In an effort to address the baby formula shortage plaguing the nation, Gov. Phil Murphy signed Executive Order No. 296 on May 17, declaring a State of Emergency, which activates New Jersey’s price-gouging laws.
Murphy first announced the action his “Ask Gov. Murphy” show on News 12 New Jersey, where he discussed the order.
“We all know what we’re going through as a state and as a country,” Murphy said. “And New Jersey has been hit just as hard, if not a little worse, than the average. So, I am signing actually an Executive Order tonight that will establish a State of Emergency around the infant formula reality.”The order also coordinates relief efforts and enables state agencies to take any emergency measures necessary to protect families from issues arising from the baby formula shortage.

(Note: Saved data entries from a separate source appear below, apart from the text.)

//! Persisted conversation and user state
//! 
//! This module defines the blobs written to the state store at the end of
//! every turn: the conversation's dialog stack plus application state, and
//! the cross-conversation user record.

use std::collections::HashMap;
use serde::{Deserialize, Serialize};
use chrono::{DateTime, Utc};

use crate::dialogs::DialogStack;
use crate::models::AgentState;
use crate::utils::errors::Result;

/// Per-conversation persisted state
#[derive(Debug, Clone, Default, PartialEq, Serialize, Deserialize)]
#[serde(rename_all = "camelCase")]
pub struct ConversationState {
    #[serde(default)]
    pub dialog_stack: DialogStack,
    #[serde(default)]
    pub application_state: AgentState,
}

/// Per-user persisted state
#[derive(Debug, Clone, Serialize, Deserialize)]
#[serde(rename_all = "camelCase")]
pub struct UserState {
    /// Messages received from this user across all conversations
    #[serde(default)]
    pub turn_count: u64,
    #[serde(default)]
    pub data: HashMap<String, serde_json::Value>,
    pub updated_at: DateTime<Utc>,
}

impl Default for UserState {
    fn default() -> Self {
        Self {
            turn_count: 0,
            data: HashMap::new(),
            updated_at: Utc::now(),
        }
    }
}

impl UserState {
    /// Set a flag or value on the user
    pub fn set_data<T: Serialize>(&mut self, key: &str, value: T) -> Result<()> {
        let json_value = serde_json::to_value(value)?;
        self.data.insert(key.to_string(), json_value);
        self.updated_at = Utc::now();
        Ok(())
    }

    /// Get a typed value stored on the user
    pub fn get_data<T: for<'de> Deserialize<'de>>(&self, key: &str) -> Result<Option<T>> {
        match self.data.get(key) {
            Some(value) => Ok(Some(serde_json::from_value(value.clone())?)),
            None => Ok(None),
        }
    }

    pub fn remove_data(&mut self, key: &str) -> Option<serde_json::Value> {
        self.updated_at = Utc::now();
        self.data.remove(key)
    }

    /// Count one more message from this user
    pub fn record_turn(&mut self) -> u64 {
        self.turn_count += 1;
        self.updated_at = Utc::now();
        self.turn_count
    }
}
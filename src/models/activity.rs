//! Activity model
//!
//! Inbound and outbound units exchanged with a channel, plus the durable
//! reference used to re-enter a conversation outside a turn.

use serde::{Deserialize, Serialize};

#[derive(Debug, Clone, PartialEq, Eq, Serialize, Deserialize)]
#[serde(rename_all = "camelCase")]
pub enum ActivityType {
    Message,
    ConversationUpdate,
    Typing,
    Other(String),
}

impl ActivityType {
    pub fn as_str(&self) -> &str {
        match self {
            ActivityType::Message => "message",
            ActivityType::ConversationUpdate => "conversationUpdate",
            ActivityType::Typing => "typing",
            ActivityType::Other(name) => name,
        }
    }
}

impl std::fmt::Display for ActivityType {
    fn fmt(&self, f: &mut std::fmt::Formatter<'_>) -> std::fmt::Result {
        f.write_str(self.as_str())
    }
}

/// An identity on a channel (user or bot)
#[derive(Debug, Clone, Default, PartialEq, Eq, Serialize, Deserialize)]
pub struct ChannelAccount {
    pub id: String,
    pub name: Option<String>,
}

impl ChannelAccount {
    pub fn new(id: impl Into<String>, name: Option<String>) -> Self {
        Self { id: id.into(), name }
    }
}

/// Media attached to an outbound activity
#[derive(Debug, Clone, PartialEq, Eq, Serialize, Deserialize)]
#[serde(rename_all = "camelCase")]
pub struct Attachment {
    pub content_type: String,
    pub content_url: String,
}

impl Attachment {
    pub fn image(url: impl Into<String>) -> Self {
        Self {
            content_type: "image/png".to_string(),
            content_url: url.into(),
        }
    }

    pub fn is_image(&self) -> bool {
        self.content_type.starts_with("image/")
    }
}

/// Durable handle for re-entering a conversation without an inbound request
#[derive(Debug, Clone, PartialEq, Eq, Serialize, Deserialize)]
#[serde(rename_all = "camelCase")]
pub struct ConversationReference {
    pub channel_id: String,
    pub conversation_id: String,
    pub user: ChannelAccount,
    pub bot: ChannelAccount,
}

impl ConversationReference {
    /// Storage key for conversation-scoped state
    pub fn conversation_key(&self) -> String {
        format!("{}/{}", self.channel_id, self.conversation_id)
    }

    /// Storage key for user-scoped state
    pub fn user_key(&self) -> String {
        format!("{}/{}", self.channel_id, self.user.id)
    }
}

#[derive(Debug, Clone, PartialEq, Serialize, Deserialize)]
#[serde(rename_all = "camelCase")]
pub struct Activity {
    #[serde(rename = "type")]
    pub activity_type: ActivityType,
    #[serde(default)]
    pub text: String,
    #[serde(default)]
    pub from: ChannelAccount,
    #[serde(default)]
    pub recipient: ChannelAccount,
    #[serde(default)]
    pub channel_id: String,
    #[serde(default)]
    pub conversation_id: String,
    #[serde(default)]
    pub members_added: Vec<ChannelAccount>,
    #[serde(default)]
    pub suggested_actions: Vec<String>,
    #[serde(default)]
    pub attachments: Vec<Attachment>,
}

impl Activity {
    fn blank(activity_type: ActivityType) -> Self {
        Self {
            activity_type,
            text: String::new(),
            from: ChannelAccount::default(),
            recipient: ChannelAccount::default(),
            channel_id: String::new(),
            conversation_id: String::new(),
            members_added: Vec::new(),
            suggested_actions: Vec::new(),
            attachments: Vec::new(),
        }
    }

    /// Outbound text message
    pub fn message(text: impl Into<String>) -> Self {
        Self {
            text: text.into(),
            ..Self::blank(ActivityType::Message)
        }
    }

    /// Outbound typing indicator
    pub fn typing() -> Self {
        Self::blank(ActivityType::Typing)
    }

    pub fn with_suggested_actions<I, S>(mut self, actions: I) -> Self
    where
        I: IntoIterator<Item = S>,
        S: Into<String>,
    {
        self.suggested_actions = actions.into_iter().map(Into::into).collect();
        self
    }

    pub fn with_attachment(mut self, attachment: Attachment) -> Self {
        self.attachments.push(attachment);
        self
    }

    /// Inbound activity addressed from `from` to `recipient` in a conversation
    pub fn inbound(
        activity_type: ActivityType,
        channel_id: impl Into<String>,
        conversation_id: impl Into<String>,
        from: ChannelAccount,
        recipient: ChannelAccount,
    ) -> Self {
        Self {
            channel_id: channel_id.into(),
            conversation_id: conversation_id.into(),
            from,
            recipient,
            ..Self::blank(activity_type)
        }
    }

    pub fn with_text(mut self, text: impl Into<String>) -> Self {
        self.text = text.into();
        self
    }

    pub fn with_members_added(mut self, members: Vec<ChannelAccount>) -> Self {
        self.members_added = members;
        self
    }

    pub fn is_message(&self) -> bool {
        self.activity_type == ActivityType::Message
    }

    /// Capture a reference to the conversation this activity arrived on
    pub fn conversation_reference(&self) -> ConversationReference {
        ConversationReference {
            channel_id: self.channel_id.clone(),
            conversation_id: self.conversation_id.clone(),
            user: self.from.clone(),
            bot: self.recipient.clone(),
        }
    }

    /// Synthetic inbound event used when resuming a conversation out of band
    pub fn continuation(reference: &ConversationReference) -> Self {
        Self::inbound(
            ActivityType::Other("event".to_string()),
            reference.channel_id.clone(),
            reference.conversation_id.clone(),
            reference.user.clone(),
            reference.bot.clone(),
        )
    }
}
//! Out-of-band resumption of conversations from agent events

mod helpers;

use std::time::Duration;
use assert_matches::assert_matches;

use AgentBuddy::events::{Event, MessageKind};
use AgentBuddy::models::Activity;
use AgentBuddy::services::{EventRelay, NotifyRequest};
use AgentBuddy::AgentBuddyError;
use helpers::*;

/// Provision, create an invitation and return the waiting connection id
async fn invite(ctx: &TestContext) -> String {
    ctx.provision("Bob").await;
    ctx.send("/invite").await.unwrap();
    ctx.adapter.clear();
    "conn-1".to_string()
}

#[tokio::test]
async fn test_connection_event_resumes_conversation() {
    let ctx = TestContext::new();
    let connection_id = invite(&ctx).await;
    ctx.agent.connect(&connection_id, Some("Alice"));

    let fired = ctx
        .services
        .event_bus
        .publish(Event::new(MessageKind::ConnectionRequest, connection_id.as_str()));

    assert_eq!(fired, 1);
    assert_eq!(ctx.wait_for_texts(1).await, vec!["You are now connected to Alice"]);
    assert_eq!(ctx.services.event_bus.pending_subscriptions(), 0);
}

#[tokio::test]
async fn test_unrelated_events_do_not_resume() {
    let ctx = TestContext::new();
    let connection_id = invite(&ctx).await;

    let bus = &ctx.services.event_bus;
    assert_eq!(bus.publish(Event::new(MessageKind::ConnectionResponse, connection_id.as_str())), 0);
    assert_eq!(bus.publish(Event::new(MessageKind::ConnectionRequest, "conn-other")), 0);

    tokio::time::sleep(Duration::from_millis(50)).await;
    assert!(ctx.adapter.texts().is_empty());
    assert_eq!(bus.pending_subscriptions(), 1);
}

#[tokio::test]
async fn test_event_published_before_subscription_is_replayed() {
    let ctx = TestContext::new();
    ctx.provision("Bob").await;

    // The first connection the fake agent creates is conn-1
    let fired = ctx
        .services
        .event_bus
        .publish(Event::new(MessageKind::ConnectionRequest, "conn-1"));
    assert_eq!(fired, 0);

    ctx.send("/invite").await.unwrap();

    let texts = ctx.wait_for_texts(3).await;
    assert_eq!(texts.len(), 3);
    assert_eq!(texts[0], "Here are the invitation details");
    assert!(texts[2].starts_with("You are now connected to"));
}

#[tokio::test]
async fn test_event_for_removed_agent_is_dropped() {
    let ctx = TestContext::new();
    let connection_id = invite(&ctx).await;
    let agent_id = ctx.conversation_state().await.application_state.provisioning_id.unwrap();
    ctx.agent.remove_agent(&agent_id);

    let fired = ctx
        .services
        .event_bus
        .publish(Event::new(MessageKind::ConnectionRequest, connection_id.as_str()));
    assert_eq!(fired, 1);

    tokio::time::sleep(Duration::from_millis(50)).await;
    assert!(ctx.adapter.texts().is_empty());
}

#[tokio::test]
async fn test_notify_on_unknown_agent_does_not_subscribe() {
    let ctx = TestContext::new();

    let handle = ctx
        .services
        .resumer
        .notify_on(
            NotifyRequest::new(MessageKind::ConnectionRequest, "conn-1"),
            ctx.reference(),
            "ghost".to_string(),
        )
        .await;

    assert!(handle.is_none());
    assert_eq!(ctx.services.event_bus.pending_subscriptions(), 0);
}

#[tokio::test]
async fn test_notify_on_delivers_once() {
    let ctx = TestContext::new();
    ctx.agent.add_agent("agent-1", "https://agents.example.test/agent-1");
    let connection_id = invite(&ctx).await;
    ctx.agent.connect(&connection_id, Some("Dana"));
    let resumed_before = ctx.services.event_bus.pending_subscriptions();

    let handle = ctx
        .services
        .resumer
        .notify_on(
            NotifyRequest::new(MessageKind::ConnectionResponse, connection_id.as_str()),
            ctx.reference(),
            "agent-1".to_string(),
        )
        .await
        .unwrap();
    assert_eq!(ctx.services.event_bus.pending_subscriptions(), resumed_before + 1);

    let bus = &ctx.services.event_bus;
    assert_eq!(bus.publish(Event::new(MessageKind::ConnectionResponse, connection_id.as_str())), 1);
    assert_eq!(bus.publish(Event::new(MessageKind::ConnectionResponse, connection_id.as_str())), 0);

    assert_eq!(ctx.wait_for_texts(1).await, vec!["You are now connected to Dana"]);
    assert!(handle.was_delivered());
}

#[tokio::test]
async fn test_continue_conversation_to_unreachable_conversation_fails() {
    let ctx = TestContext::new();
    ctx.adapter.mark_unreachable(TEST_CONVERSATION);

    let result = ctx
        .services
        .resumer
        .continue_conversation(&ctx.reference(), Activity::message("hello"))
        .await;

    assert_matches!(result, Err(AgentBuddyError::Channel(_)));
}

#[tokio::test]
async fn test_continue_conversation_keeps_dialog_state() {
    let ctx = TestContext::new();
    ctx.send("/provision").await.unwrap();

    ctx.services
        .resumer
        .continue_conversation(&ctx.reference(), Activity::message("Still there?"))
        .await
        .unwrap();

    assert_eq!(ctx.take_texts(), vec!["What name would you like your agent to use?", "Still there?"]);
    assert_eq!(
        ctx.conversation_state().await.dialog_stack.ids(),
        vec!["provision-agent", "text-prompt"]
    );
}

#[tokio::test(start_paused = true)]
async fn test_subscription_expires_after_replay_window() {
    let ctx = TestContext::new();
    let connection_id = invite(&ctx).await;

    tokio::time::advance(Duration::from_secs(61)).await;

    let fired = ctx
        .services
        .event_bus
        .publish(Event::new(MessageKind::ConnectionRequest, connection_id.as_str()));
    assert_eq!(fired, 0);
    assert_eq!(ctx.services.event_bus.pending_subscriptions(), 0);
}

#[tokio::test]
async fn test_relay_publishes_polled_events() {
    let ctx = TestContext::new();
    let connection_id = invite(&ctx).await;
    ctx.agent.connect(&connection_id, Some("Erin"));
    ctx.agent
        .queue_event(Event::new(MessageKind::ConnectionRequest, connection_id.as_str()));

    let mut relay = EventRelay::new(
        ctx.services.agent_service.clone(),
        ctx.services.event_bus.clone(),
        Duration::from_secs(1),
    );

    assert_eq!(relay.poll_once().await, 1);
    assert_eq!(relay.cursor(), 1);
    assert_eq!(relay.poll_once().await, 0);
    assert_eq!(ctx.wait_for_texts(1).await, vec!["You are now connected to Erin"]);
}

“We firmly believe that New Jersey is the best place in the nation to raise a family, and during this challenging time, we want to support our families with all of the resources at our disposal,” said Murphy. “I am signing today’s executive order to enable our State to take any necessary steps to address this critical issue. To any retailer who may try to take advantage of vulnerable families during this shortage, let me be clear that this reprehensible action will not be tolerated. And to any New Jerseyan affected by this shortage, rest assured that my administration will do everything in our power to ensure families have access to the formula they need.”
“Families need our support right now, as the national shortage of baby formula is presenting challenges for many parents who rely on this essential product,” said First Lady Tammy Murphy.
New Jersey stands with our families and will work to provide equitable access to formula to ensure the health and well-being of infants throughout our state. — First Lady Tammy Murphy
The governor pointed out that with the State of Emergency in effect, an excessive price increase by merchants may be considered unlawful price gouging under the Consumer Fraud Act.
“As long as that State of Emergency is in place, folks can’t raise the prices any more than 10%,” he said. “That’s the maximum.”
The activation of the price-gouging laws empowers the Department of Community Affairs to investigate reports of potential price gouging and take action to curb any predatory practices.
“We want businesses and consumers to know the price gouging law is now in effect to ensure baby formula is not excessively priced anywhere it is offered or sold in the state,” said acting Attorney General Matt Platkin. “Individuals or merchants looking to make a profit by violating the law during the current state of emergency will face severe penalties.”
All state departments and agencies are also authorized to take any steps to ease supply chain issues related to the formula shortage.
Murphy said he has spoken with the CEOs of two major baby formula companies that have a presence in New Jersey to stress the critical nature of the situation and offered any assistance New Jersey can provide.
“I said, ‘We’re here. Let us know what we can do,’” the governor said. “But it’s going to be a tough situation here for a period of time and we want to make sure folks know we’re here for them.”
A new website with information and resources about the shortage is available at www.nj.gov/babyformula.